The task:
Write the data below out again, unchanged.

(Stored data)
★ ★ ★

//! Single-row CRUD passthroughs layered over a store backend.
//!
//! [`RowClient`] covers the simple lookups and writes that don't warrant a
//! full criteria: create, get-by-id, get-by-match, update, delete. Reads of
//! soft-delete tables exclude soft-deleted rows by default, with a per-call
//! opt-out for administrative access.
//!
//! A missing row is `Ok(None)`, never an error, so callers can tell "no such
//! row" apart from "query failed".

use serde_json::{Map, Value};

use crate::{
    backend::StoreBackend,
    error::ExecutionResult,
    filter::Operator,
    plan::{CountMode, StoreQuery},
};

/// A thin CRUD client over a store backend.
#[derive(Debug, Clone)]
pub struct RowClient<B: StoreBackend> {
    backend: B,
    soft_delete_tables: Vec<String>,
}

impl<B: StoreBackend> RowClient<B> {
    /// Creates a client with the given backend and soft-delete allow-list.
    pub fn new(
        backend: B,
        soft_delete_tables: impl IntoIterator<Item = impl Into<String>>,
    ) -> Self {
        Self {
            backend,
            soft_delete_tables: soft_delete_tables.into_iter().map(Into::into).collect(),
        }
    }

    /// Inserts one row and returns it as stored.
    pub async fn create(&self, table: &str, row: Value) -> ExecutionResult<Value> {
        self.backend.insert_row(table, row).await
    }

    /// Fetches a single row by its `id` column.
    ///
    /// Returns `Ok(None)` when no visible row has that id. Soft-deleted rows
    /// are excluded for allow-listed tables unless `include_deleted` is set.
    pub async fn get_by_id(
        &self,
        table: &str,
        id: &str,
        columns: Option<&str>,
        include_deleted: bool,
    ) -> ExecutionResult<Option<Value>> {
        let mut query = StoreQuery::new(table, columns.unwrap_or("*"), CountMode::None).filter(
            "id",
            Operator::Equal,
            Some(id.to_string()),
        );

        if self.excludes_deleted(table, include_deleted) {
            query = query.filter("deleted_at", Operator::Is, None);
        }

        let outcome = self.backend.query(&query).await?;

        Ok(outcome.rows.into_iter().next())
    }

    /// Fetches every visible row of a table.
    pub async fn get_all(&self, table: &str, columns: Option<&str>) -> ExecutionResult<Vec<Value>> {
        let mut query = StoreQuery::new(table, columns.unwrap_or("*"), CountMode::None);

        if self.excludes_deleted(table, false) {
            query = query.filter("deleted_at", Operator::Is, None);
        }

        Ok(self.backend.query(&query).await?.rows)
    }

    /// Fetches all visible rows whose `field` equals `value`, typically a
    /// foreign-key relation lookup.
    pub async fn get_by_match(
        &self,
        table: &str,
        field: &str,
        value: &str,
        columns: Option<&str>,
    ) -> ExecutionResult<Vec<Value>> {
        let mut query = StoreQuery::new(table, columns.unwrap_or("*"), CountMode::None).filter(
            field,
            Operator::Equal,
            Some(value.to_string()),
        );

        if self.excludes_deleted(table, false) {
            query = query.filter("deleted_at", Operator::Is, None);
        }

        Ok(self.backend.query(&query).await?.rows)
    }

    /// Applies `changes` to every row matching the column/value map and
    /// returns the updated rows.
    pub async fn update_by_match(
        &self,
        table: &str,
        matches: &Map<String, Value>,
        changes: Value,
    ) -> ExecutionResult<Vec<Value>> {
        self.backend
            .update_rows(table, matches, changes)
            .await
    }

    /// Deletes every row matching the column/value map, returning the count
    /// of rows removed.
    pub async fn delete_by_match(
        &self,
        table: &str,
        matches: &Map<String, Value>,
    ) -> ExecutionResult<u64> {
        self.backend.delete_rows(table, matches).await
    }

    fn excludes_deleted(&self, table: &str, include_deleted: bool) -> bool {
        !include_deleted && self.soft_delete_tables.iter().any(|t| t == table)
    }
}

★ ★ ★

Your solution:
//! Single-row CRUD passthroughs layered over a store backend.
//!
//! [`RowClient`] covers the simple lookups and writes that don't warrant a
//! full criteria: create, get-by-id, get-by-match, update, delete. Reads of
//! soft-delete tables exclude soft-deleted rows by default, with a per-call
//! opt-out for administrative access.
//!
//! A missing row is `Ok(None)`, never an error, so callers can tell "no such
//! row" apart from "query failed".

use serde_json::{Map, Value};

use crate::{
    backend::StoreBackend,
    error::ExecutionResult,
    filter::Operator,
    plan::{CountMode, StoreQuery},
};

/// A thin CRUD client over a store backend.
#[derive(Debug, Clone)]
pub struct RowClient<B: StoreBackend> {
    backend: B,
    soft_delete_tables: Vec<String>,
}

impl<B: StoreBackend> RowClient<B> {
    /// Creates a client with the given backend and soft-delete allow-list.
    pub fn new(
        backend: B,
        soft_delete_tables: impl IntoIterator<Item = impl Into<String>>,
    ) -> Self {
        Self {
            backend,
            soft_delete_tables: soft_delete_tables.into_iter().map(Into::into).collect(),
        }
    }

    /// Inserts one row and returns it as stored.
    pub async fn create(&self, table: &str, row: Value) -> ExecutionResult<Value> {
        self.backend.insert_row(table, row).await
    }

    /// Fetches a single row by its `id` column.
    ///
    /// Returns `Ok(None)` when no visible row has that id. Soft-deleted rows
    /// are excluded for allow-listed tables unless `include_deleted` is set.
    pub async fn get_by_id(
        &self,
        table: &str,
        id: &str,
        columns: Option<&str>,
        include_deleted: bool,
    ) -> ExecutionResult<Option<Value>> {
        let mut query = StoreQuery::new(table, columns.unwrap_or("*"), CountMode::None).filter(
            "id",
            Operator::Equal,
            Some(id.to_string()),
        );

        if self.excludes_deleted(table, include_deleted) {
            query = query.filter("deleted_at", Operator::Is, None);
        }

        let outcome = self.backend.query(&query).await?;

        Ok(outcome.rows.into_iter().next())
    }

    /// Fetches every visible row of a table.
    pub async fn get_all(&self, table: &str, columns: Option<&str>) -> ExecutionResult<Vec<Value>> {
        let mut query = StoreQuery::new(table, columns.unwrap_or("*"), CountMode::None);

        if self.excludes_deleted(table, false) {
            query = query.filter("deleted_at", Operator::Is, None);
        }

        Ok(self.backend.query(&query).await?.rows)
    }

    /// Fetches all visible rows whose `field` equals `value`, typically a
    /// foreign-key relation lookup.
    pub async fn get_by_match(
        &self,
        table: &str,
        field: &str,
        value: &str,
        columns: Option<&str>,
    ) -> ExecutionResult<Vec<Value>> {
        let mut query = StoreQuery::new(table, columns.unwrap_or("*"), CountMode::None).filter(
            field,
            Operator::Equal,
            Some(value.to_string()),
        );

        if self.excludes_deleted(table, false) {
            query = query.filter("deleted_at", Operator::Is, None);
        }

        Ok(self.backend.query(&query).await?.rows)
    }

    /// Applies `changes` to every row matching the column/value map and
    /// returns the updated rows.
    pub async fn update_by_match(
        &self,
        table: &str,
        matches: &Map<String, Value>,
        changes: Value,
    ) -> ExecutionResult<Vec<Value>> {
        self.backend
            .update_rows(table, matches, changes)
            .await
    }

    /// Deletes every row matching the column/value map, returning the count
    /// of rows removed.
    pub async fn delete_by_match(
        &self,
        table: &str,
        matches: &Map<String, Value>,
    ) -> ExecutionResult<u64> {
        self.backend.delete_rows(table, matches).await
    }

    fn excludes_deleted(&self, table: &str, include_deleted: bool) -> bool {
        !include_deleted && self.soft_delete_tables.iter().any(|t| t == table)
    }
}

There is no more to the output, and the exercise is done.